* **What is required**
The expected response is a copy of every line in the entries below that includes the word "suggestion".

►

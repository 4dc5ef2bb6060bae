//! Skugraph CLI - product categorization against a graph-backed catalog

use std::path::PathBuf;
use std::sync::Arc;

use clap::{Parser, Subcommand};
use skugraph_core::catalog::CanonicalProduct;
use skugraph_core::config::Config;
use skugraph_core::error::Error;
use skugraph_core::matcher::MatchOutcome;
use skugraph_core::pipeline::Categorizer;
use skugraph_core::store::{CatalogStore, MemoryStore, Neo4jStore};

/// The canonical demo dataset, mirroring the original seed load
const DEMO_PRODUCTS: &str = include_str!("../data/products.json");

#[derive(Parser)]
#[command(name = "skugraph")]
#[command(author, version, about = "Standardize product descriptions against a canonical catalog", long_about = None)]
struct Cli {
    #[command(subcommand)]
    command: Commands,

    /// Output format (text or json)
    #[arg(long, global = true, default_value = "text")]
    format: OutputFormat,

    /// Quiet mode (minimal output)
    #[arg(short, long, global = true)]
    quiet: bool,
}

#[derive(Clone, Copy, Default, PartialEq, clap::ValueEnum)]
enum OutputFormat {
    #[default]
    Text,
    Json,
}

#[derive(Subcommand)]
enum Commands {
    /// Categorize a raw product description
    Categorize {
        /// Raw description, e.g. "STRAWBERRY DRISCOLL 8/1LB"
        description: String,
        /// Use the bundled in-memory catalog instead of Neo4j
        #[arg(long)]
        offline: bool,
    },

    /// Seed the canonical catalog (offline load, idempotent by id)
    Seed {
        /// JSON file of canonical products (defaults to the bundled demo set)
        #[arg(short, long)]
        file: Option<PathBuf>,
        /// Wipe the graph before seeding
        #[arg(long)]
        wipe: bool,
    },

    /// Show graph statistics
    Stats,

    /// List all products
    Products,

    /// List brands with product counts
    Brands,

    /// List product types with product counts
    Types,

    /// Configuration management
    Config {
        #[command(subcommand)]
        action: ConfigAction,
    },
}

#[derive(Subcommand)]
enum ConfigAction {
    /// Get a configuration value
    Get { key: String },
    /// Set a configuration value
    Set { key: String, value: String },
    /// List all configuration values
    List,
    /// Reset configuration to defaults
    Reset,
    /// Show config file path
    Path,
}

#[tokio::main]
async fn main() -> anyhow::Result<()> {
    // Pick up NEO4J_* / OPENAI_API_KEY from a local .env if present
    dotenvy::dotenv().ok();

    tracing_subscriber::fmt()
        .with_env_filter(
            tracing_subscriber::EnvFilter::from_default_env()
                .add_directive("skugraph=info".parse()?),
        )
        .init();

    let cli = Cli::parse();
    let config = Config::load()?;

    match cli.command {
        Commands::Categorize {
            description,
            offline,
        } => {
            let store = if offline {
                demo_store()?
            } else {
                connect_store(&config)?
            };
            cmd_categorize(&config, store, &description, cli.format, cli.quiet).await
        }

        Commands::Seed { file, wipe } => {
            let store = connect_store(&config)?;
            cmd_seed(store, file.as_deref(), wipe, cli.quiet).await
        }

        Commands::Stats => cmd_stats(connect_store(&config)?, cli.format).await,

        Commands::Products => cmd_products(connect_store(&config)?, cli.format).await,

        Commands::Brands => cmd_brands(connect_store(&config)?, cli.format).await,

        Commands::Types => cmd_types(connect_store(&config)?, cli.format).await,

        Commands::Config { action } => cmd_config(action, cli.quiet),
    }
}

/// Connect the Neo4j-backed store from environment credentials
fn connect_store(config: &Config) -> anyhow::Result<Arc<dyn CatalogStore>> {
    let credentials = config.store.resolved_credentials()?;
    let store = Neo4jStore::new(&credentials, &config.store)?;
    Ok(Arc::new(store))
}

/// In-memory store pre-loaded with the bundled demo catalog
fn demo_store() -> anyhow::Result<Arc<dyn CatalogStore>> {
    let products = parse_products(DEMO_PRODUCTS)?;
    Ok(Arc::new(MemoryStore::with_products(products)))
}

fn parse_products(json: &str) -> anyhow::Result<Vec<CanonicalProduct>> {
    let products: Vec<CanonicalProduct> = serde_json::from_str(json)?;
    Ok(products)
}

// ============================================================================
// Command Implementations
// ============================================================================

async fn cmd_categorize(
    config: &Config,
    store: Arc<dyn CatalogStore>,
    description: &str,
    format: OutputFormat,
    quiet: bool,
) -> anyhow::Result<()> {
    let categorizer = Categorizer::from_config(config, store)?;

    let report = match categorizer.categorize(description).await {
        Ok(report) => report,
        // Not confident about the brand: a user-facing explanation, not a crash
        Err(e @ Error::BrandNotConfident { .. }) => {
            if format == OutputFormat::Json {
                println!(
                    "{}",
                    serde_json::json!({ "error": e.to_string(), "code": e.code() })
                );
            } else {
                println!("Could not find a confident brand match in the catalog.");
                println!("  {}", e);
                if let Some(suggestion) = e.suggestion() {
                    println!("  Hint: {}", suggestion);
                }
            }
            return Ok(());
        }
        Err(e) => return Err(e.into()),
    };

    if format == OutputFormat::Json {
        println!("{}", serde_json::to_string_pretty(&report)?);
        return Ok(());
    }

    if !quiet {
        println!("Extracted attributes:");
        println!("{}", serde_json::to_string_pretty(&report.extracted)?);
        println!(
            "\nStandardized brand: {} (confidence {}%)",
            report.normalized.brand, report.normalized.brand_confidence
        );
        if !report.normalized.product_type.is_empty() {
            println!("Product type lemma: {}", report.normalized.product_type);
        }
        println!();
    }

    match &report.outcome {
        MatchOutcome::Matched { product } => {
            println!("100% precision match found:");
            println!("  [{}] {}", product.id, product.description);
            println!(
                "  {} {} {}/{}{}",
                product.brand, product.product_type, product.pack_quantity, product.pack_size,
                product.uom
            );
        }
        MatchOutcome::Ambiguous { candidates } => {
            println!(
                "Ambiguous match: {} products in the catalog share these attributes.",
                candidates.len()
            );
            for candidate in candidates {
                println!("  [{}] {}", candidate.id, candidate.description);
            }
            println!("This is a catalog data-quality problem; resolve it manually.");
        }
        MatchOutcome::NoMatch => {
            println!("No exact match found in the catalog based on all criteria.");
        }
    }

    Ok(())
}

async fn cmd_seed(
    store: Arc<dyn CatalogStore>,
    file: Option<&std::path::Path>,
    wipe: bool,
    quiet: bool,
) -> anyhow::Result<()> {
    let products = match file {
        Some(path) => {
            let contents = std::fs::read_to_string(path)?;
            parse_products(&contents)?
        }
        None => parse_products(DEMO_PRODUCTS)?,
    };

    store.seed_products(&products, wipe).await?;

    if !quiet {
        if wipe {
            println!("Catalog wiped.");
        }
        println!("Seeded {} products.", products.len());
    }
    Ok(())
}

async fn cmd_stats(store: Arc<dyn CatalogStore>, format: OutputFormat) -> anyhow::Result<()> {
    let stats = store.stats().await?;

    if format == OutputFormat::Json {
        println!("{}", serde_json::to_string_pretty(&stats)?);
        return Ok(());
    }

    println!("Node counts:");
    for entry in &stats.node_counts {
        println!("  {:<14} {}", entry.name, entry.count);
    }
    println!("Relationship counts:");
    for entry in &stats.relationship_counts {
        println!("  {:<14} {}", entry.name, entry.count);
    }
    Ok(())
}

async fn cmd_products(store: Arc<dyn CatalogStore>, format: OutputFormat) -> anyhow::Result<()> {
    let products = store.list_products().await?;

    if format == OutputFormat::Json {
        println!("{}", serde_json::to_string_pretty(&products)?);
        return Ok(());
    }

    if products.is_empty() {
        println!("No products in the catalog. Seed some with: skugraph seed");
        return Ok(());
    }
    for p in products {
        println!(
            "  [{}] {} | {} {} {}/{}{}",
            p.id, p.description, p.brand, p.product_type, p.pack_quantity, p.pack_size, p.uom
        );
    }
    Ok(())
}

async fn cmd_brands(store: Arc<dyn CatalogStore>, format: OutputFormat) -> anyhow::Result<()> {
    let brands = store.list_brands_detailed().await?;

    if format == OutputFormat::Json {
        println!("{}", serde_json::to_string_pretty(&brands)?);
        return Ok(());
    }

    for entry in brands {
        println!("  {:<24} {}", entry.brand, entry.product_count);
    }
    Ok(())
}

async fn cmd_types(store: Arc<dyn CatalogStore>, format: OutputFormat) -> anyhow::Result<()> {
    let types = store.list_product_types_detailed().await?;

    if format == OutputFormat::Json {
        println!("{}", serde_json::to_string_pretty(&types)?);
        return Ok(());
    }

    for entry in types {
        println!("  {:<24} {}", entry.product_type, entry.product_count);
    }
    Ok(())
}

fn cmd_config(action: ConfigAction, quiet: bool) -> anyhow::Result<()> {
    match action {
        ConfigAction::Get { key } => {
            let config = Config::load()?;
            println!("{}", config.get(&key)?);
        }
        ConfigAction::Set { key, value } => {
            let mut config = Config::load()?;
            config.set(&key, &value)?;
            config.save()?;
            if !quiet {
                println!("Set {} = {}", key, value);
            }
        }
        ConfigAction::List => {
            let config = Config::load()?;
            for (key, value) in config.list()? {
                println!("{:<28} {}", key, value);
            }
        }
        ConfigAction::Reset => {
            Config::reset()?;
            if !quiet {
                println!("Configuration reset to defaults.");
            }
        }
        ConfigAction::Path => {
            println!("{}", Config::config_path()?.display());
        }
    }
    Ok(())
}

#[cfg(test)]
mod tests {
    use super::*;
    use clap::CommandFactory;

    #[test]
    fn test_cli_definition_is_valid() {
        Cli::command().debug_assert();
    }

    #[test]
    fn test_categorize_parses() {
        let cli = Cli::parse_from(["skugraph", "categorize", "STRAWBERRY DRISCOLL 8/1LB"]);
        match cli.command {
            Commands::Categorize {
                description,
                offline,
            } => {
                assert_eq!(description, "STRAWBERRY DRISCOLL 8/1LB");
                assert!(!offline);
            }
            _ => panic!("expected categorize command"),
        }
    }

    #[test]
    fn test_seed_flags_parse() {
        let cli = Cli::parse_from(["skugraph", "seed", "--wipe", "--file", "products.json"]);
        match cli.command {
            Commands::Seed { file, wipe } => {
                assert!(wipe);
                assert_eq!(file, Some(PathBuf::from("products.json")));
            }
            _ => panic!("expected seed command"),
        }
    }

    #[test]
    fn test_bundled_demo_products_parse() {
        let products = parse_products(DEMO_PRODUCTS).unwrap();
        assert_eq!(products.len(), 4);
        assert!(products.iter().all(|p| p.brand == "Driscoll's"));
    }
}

◄
►

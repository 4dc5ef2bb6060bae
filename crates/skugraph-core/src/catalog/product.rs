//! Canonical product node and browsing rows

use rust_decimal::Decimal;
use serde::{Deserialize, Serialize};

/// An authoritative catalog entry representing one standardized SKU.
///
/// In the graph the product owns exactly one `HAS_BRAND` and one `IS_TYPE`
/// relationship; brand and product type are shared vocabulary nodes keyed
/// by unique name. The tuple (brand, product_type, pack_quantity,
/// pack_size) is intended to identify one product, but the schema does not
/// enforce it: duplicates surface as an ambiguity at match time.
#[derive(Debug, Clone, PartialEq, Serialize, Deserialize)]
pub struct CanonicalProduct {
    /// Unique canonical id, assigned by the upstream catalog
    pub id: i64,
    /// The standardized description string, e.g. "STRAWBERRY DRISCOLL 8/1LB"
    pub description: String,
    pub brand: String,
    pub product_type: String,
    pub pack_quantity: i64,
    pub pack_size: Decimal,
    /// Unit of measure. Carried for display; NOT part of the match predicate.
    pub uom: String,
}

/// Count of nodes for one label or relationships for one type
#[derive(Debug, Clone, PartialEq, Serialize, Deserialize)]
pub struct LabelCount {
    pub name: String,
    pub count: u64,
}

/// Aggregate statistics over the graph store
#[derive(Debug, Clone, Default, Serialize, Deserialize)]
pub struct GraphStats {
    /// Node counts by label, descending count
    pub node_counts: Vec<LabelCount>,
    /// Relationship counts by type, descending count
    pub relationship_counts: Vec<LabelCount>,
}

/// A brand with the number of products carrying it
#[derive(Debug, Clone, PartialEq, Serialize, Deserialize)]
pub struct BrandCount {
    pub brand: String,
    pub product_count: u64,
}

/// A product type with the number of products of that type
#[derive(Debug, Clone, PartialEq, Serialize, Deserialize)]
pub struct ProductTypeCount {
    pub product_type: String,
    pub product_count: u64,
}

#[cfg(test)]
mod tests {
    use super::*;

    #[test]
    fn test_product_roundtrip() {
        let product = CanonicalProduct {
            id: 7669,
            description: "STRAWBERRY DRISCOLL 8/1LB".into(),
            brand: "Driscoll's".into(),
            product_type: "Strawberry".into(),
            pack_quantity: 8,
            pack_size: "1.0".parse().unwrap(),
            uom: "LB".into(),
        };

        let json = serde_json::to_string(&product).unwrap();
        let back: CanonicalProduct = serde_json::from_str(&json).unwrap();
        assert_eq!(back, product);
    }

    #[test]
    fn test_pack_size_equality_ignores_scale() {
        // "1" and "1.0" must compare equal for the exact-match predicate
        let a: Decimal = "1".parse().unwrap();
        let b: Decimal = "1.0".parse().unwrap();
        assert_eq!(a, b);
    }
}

◄

* **Response for this exercise**
                if let Some(suggestion) = e.suggestion() {
                    println!("  Hint: {}", suggestion);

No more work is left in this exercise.